In 2024, the Federal Trade Commission (FTC) instituted a sweeping ban on non-compete agreements, drastically altering many employment contracts nationwide. However, even in the wake of this significant regulatory change, employers in New Jersey still have access to other types of restrictive covenants that, when properly drafted, remain enforceable. These include non-disclosure agreements (NDAs), non-solicitation agreements, and non-poaching agreements. Each of these covenants can significantly impact an employee’s actions, so it’s vital to fully understand their rights and obligations.
Non-disclosure agreements (NDAs) are designed to protect a company’s confidential information, such as trade secrets, client lists and proprietary business strategies. NDAs remain a lawful tool for employers to safeguard sensitive information. For an NDA to be enforceable in New Jersey, it must be reasonable in scope, meaning it should not impose undue restrictions on the employee’s ability to use general knowledge and skills gained during employment. Additionally, the duration of the NDA should be limited to a period necessary to protect the employer’s legitimate interests, typically ranging from one to three years. The geographic area covered by the NDA should also be appropriate, taking into account the nature of the business and the reach of the confidential information.
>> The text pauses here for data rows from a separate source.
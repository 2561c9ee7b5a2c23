//! Directional light

use crate::renderer::math::Vec3;

/// A single directional light; the direction is normalized (and
/// mirrored in X to match the view handedness) on set.
pub struct Light {
    dir: Vec3,
}

impl Light {
    pub fn new(direction: Vec3) -> Self {
        let mut light = Self { dir: Vec3::ZERO };
        light.set_dir(direction);
        light
    }

    pub fn set_dir(&mut self, direction: Vec3) {
        self.dir = Vec3::new(-direction.x, direction.y, direction.z).normalize();
    }

    pub fn dir(&self) -> Vec3 {
        self.dir
    }
}

#[cfg(test)]
mod tests {
    use super::*;

    #[test]
    fn test_direction_normalized() {
        let light = Light::new(Vec3::new(0.8, 1.0, -0.5));
        assert!((light.dir().length() - 1.0).abs() < 0.0001);
    }

    #[test]
    fn test_x_mirrored() {
        let light = Light::new(Vec3::new(1.0, 0.0, 0.0));
        assert!(light.dir().x < 0.0);
    }

    #[test]
    fn test_zero_direction_degrades_to_zero() {
        let light = Light::new(Vec3::ZERO);
        assert_eq!(light.dir(), Vec3::ZERO);
    }
}
//! Scene data the pipeline consumes: camera, light, meshes

pub mod camera;
pub mod light;
pub mod mesh;

pub use camera::Camera;
pub use light::Light;
pub use mesh::Mesh;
Non-solicitation agreements prevent employees from poaching clients, customers or other employees after leaving a company. To be enforceable in New Jersey, they must be reasonable in scope, duration and geographic area. A non-solicitation agreement should specifically define the clients or employees that are off-limits and should not overly restrict the former employee’s ability to work in their field. Courts in New Jersey generally enforce non-solicitation agreements that last for a period of one to two years, but the specific duration may vary depending on the circumstances. The geographic area should also be limited to where the employer has a legitimate business interest to protect, preventing overly broad restrictions that could have the same effect as a non-compete clause.
Non-poaching agreements prevent former employees from recruiting their ex-colleagues to a new company. They remain lawful in New Jersey but only if reasonable in scope, duration, and geographic reach. A non-poaching clause should be narrowly tailored to protect the employer’s interests without excessively limiting the former employee’s actions. For example, the agreement might be limited to certain key employees or departments and last for a defined period, such as one to two years. Geographic limits should be relevant to the employer’s business operations and not unnecessarily broad.
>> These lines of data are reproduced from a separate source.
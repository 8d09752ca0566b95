//! Monthly activity reports of COLIH members.
//!
//! Members submit one report per month with their solo, shared and preventive
//! case counts. Privileged members see the whole roster for a month, every
//! member sees a year-to-date history, and privileged members can check who
//! is still missing a report.
//!
//! ## Endpoints
//!
//! | Method | Endpoint | Auth | Description |
//! |--------|----------|------|-------------|
//! | GET | `/api/activity-reports/own` | Yes | Caller's report for a period |
//! | PUT | `/api/activity-reports/own/{period}` | Yes | Submit or replace caller's report |
//! | GET | `/api/activity-reports/roster` | Yes (privileged) | All reports for a period |
//! | GET | `/api/activity-reports/history` | Yes | Monthly totals for a year |
//! | GET | `/api/activity-reports/submissions` | Yes (privileged) | Delivery status per member |

pub mod aggregation;
pub mod dtos;
pub mod handlers;
pub mod models;
pub mod reminders;
pub mod routes;
pub mod services;
pub mod store;

pub use reminders::ReminderPolicy;
pub use services::{ActivityReportService, SubmissionMonitorService};
pub use store::PgReportStore;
Faced with the FTC’s 2024 ban on non-compete agreements, some employers may attempt to craft NDAs or non-solicitation or non-poaching agreements that mimic the effects of non-compete clauses. For example, they might be written so broadly as to effectively prevent an employee from working in their industry. Given these risks, employees should have employment agreements reviewed by a qualified New Jersey attorney, who can ensure that any restrictive covenant complies with the federal non-compete ban and does not unfairly restrict the employee’s future employment opportunities.
The dedicated employment law attorneys at Deutsch Atkins & Kleinfeldt, P.C. in Hackensack, New Jersey routinely advise employees on negotiating, following, and challenging restrictive covenants. To schedule a confidential consultation, call 551-245-8894 or contact us online.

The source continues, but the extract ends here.